## THE TASK:
Search the data for the string "Result" and gather each line it is in.

## GIVEN DATA:
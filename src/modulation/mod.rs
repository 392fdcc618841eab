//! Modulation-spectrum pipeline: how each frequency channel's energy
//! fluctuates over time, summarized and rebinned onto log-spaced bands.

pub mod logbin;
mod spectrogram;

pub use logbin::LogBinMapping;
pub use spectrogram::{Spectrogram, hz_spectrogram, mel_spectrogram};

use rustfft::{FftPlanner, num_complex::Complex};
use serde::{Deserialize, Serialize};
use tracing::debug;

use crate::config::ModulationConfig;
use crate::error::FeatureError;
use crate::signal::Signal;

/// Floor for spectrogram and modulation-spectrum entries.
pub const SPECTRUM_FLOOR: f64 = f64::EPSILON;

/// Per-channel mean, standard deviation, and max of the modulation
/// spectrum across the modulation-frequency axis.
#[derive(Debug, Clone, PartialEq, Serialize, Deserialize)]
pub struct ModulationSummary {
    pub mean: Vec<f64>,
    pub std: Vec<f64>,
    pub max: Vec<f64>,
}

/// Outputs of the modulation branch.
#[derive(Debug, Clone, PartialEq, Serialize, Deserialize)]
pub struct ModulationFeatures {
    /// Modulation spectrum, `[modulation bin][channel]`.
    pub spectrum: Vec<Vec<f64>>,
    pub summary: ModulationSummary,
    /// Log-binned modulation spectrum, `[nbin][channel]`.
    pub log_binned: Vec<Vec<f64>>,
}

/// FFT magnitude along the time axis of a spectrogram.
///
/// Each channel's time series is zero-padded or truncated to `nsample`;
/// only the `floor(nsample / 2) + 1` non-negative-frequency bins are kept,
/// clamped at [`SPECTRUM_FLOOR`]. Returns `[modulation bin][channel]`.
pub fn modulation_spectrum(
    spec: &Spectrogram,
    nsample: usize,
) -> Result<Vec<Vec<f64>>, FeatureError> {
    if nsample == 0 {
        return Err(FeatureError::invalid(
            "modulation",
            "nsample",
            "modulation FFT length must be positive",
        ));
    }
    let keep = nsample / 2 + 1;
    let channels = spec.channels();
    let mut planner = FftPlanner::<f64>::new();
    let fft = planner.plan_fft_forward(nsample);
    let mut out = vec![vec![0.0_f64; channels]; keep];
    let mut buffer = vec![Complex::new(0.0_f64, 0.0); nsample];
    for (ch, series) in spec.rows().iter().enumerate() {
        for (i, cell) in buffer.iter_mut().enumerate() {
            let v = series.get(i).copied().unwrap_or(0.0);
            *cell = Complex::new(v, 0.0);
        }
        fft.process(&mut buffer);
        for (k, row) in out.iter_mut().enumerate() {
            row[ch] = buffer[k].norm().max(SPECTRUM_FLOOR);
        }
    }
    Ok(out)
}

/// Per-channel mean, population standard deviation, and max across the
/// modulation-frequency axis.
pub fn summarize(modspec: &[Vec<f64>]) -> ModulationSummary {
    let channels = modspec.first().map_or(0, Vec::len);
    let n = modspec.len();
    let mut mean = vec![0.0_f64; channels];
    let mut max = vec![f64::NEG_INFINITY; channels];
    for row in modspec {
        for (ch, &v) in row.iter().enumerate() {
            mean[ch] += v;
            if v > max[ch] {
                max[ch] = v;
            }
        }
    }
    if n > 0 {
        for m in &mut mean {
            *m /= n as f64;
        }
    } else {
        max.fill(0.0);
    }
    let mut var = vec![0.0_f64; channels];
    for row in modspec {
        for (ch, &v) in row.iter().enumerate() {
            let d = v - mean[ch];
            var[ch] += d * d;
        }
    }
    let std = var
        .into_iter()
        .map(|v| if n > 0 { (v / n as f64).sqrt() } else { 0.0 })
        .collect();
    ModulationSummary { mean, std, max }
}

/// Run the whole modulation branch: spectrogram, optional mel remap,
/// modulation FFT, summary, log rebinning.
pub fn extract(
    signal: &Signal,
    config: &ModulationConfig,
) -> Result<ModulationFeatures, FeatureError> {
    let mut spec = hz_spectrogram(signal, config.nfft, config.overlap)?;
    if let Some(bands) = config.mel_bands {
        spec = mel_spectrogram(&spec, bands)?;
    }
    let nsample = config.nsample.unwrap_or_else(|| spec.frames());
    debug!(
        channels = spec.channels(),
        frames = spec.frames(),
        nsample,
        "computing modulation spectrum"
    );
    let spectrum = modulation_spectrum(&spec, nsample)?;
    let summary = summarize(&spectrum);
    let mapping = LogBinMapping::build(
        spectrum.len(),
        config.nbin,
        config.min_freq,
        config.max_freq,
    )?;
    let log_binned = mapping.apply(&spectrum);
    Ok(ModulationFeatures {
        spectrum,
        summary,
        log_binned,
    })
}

* * *

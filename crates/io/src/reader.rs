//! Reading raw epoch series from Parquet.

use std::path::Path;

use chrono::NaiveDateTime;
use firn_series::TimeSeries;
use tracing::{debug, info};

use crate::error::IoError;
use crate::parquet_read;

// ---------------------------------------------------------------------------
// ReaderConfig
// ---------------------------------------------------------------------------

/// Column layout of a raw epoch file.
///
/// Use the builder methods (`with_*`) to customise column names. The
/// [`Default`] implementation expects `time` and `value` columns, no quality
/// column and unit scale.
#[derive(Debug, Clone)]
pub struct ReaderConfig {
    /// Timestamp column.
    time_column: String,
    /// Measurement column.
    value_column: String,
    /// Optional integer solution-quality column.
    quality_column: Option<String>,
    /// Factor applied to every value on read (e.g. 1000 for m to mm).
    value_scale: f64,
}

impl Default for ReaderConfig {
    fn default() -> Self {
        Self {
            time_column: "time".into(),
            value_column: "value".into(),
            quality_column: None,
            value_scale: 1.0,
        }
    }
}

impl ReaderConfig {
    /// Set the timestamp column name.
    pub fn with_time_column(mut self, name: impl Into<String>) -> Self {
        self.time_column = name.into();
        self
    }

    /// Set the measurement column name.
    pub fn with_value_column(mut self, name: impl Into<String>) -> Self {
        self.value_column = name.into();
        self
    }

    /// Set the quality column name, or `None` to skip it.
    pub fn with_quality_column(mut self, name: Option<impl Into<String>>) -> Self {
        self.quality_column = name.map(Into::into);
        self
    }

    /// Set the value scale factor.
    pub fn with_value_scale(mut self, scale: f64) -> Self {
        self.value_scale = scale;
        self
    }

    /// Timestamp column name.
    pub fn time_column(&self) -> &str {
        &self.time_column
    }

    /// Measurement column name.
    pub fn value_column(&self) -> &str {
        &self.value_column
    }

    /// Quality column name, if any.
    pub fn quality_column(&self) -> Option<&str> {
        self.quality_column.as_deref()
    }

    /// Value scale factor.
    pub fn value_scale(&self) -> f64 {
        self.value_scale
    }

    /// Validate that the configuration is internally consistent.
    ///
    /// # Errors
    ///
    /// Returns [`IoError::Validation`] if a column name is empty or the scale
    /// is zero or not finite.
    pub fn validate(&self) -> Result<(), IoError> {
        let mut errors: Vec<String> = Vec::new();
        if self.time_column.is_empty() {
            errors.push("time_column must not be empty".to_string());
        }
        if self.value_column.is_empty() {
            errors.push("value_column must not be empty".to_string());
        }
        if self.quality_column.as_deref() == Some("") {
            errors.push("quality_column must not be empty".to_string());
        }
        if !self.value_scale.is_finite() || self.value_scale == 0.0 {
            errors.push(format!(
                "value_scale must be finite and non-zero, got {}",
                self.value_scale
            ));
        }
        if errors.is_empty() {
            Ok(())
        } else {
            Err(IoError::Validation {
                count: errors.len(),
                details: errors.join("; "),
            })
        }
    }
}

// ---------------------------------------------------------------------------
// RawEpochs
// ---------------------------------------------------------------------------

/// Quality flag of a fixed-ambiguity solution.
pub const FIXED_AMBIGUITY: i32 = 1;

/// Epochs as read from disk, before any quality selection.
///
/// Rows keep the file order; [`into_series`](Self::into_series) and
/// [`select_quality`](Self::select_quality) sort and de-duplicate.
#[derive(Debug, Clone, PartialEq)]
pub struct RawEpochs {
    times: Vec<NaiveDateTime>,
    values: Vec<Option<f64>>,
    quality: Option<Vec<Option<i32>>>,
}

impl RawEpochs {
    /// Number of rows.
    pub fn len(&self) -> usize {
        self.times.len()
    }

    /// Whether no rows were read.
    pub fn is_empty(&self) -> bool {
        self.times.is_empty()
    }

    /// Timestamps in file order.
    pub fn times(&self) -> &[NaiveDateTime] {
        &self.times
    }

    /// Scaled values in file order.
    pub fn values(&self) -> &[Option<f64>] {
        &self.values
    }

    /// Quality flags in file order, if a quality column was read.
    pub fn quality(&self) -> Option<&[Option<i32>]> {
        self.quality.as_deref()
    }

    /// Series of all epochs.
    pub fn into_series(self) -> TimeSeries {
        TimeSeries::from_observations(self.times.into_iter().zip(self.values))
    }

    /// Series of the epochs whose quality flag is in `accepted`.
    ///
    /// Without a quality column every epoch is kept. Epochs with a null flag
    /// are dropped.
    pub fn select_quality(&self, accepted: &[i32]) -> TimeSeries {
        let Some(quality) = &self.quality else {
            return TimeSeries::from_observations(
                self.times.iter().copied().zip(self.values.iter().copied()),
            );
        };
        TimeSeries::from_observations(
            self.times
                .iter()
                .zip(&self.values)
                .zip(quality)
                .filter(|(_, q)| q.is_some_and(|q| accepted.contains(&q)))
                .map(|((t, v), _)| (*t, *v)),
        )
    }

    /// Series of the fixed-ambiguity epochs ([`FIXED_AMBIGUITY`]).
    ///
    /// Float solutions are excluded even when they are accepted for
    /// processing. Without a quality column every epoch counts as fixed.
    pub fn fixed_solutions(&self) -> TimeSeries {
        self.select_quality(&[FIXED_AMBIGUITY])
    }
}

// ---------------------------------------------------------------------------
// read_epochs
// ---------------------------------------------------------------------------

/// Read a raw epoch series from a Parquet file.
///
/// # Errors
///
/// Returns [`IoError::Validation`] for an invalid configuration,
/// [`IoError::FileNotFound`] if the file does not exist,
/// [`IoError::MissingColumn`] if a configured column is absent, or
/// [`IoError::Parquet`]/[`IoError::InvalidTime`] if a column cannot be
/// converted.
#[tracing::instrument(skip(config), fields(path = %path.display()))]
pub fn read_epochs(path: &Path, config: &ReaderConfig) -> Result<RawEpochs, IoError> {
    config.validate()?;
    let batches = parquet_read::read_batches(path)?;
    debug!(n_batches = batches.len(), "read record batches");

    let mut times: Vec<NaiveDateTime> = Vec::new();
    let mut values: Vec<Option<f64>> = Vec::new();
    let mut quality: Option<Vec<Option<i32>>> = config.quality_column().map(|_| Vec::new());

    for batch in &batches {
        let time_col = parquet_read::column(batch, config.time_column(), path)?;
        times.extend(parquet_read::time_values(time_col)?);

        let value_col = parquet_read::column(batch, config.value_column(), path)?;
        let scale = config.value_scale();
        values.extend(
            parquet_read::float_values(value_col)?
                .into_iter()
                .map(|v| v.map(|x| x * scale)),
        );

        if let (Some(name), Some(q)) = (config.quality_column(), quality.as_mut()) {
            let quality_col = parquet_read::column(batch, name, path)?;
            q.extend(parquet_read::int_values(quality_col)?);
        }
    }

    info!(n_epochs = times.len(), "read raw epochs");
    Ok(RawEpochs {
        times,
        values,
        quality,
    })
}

## SOLUTION:
) -> Result<Vec<Vec<f64>>, FeatureError> {
) -> Result<ModulationFeatures, FeatureError> {
    pub fn validate(&self) -> Result<(), IoError> {
pub fn read_epochs(path: &Path, config: &ReaderConfig) -> Result<RawEpochs, IoError> {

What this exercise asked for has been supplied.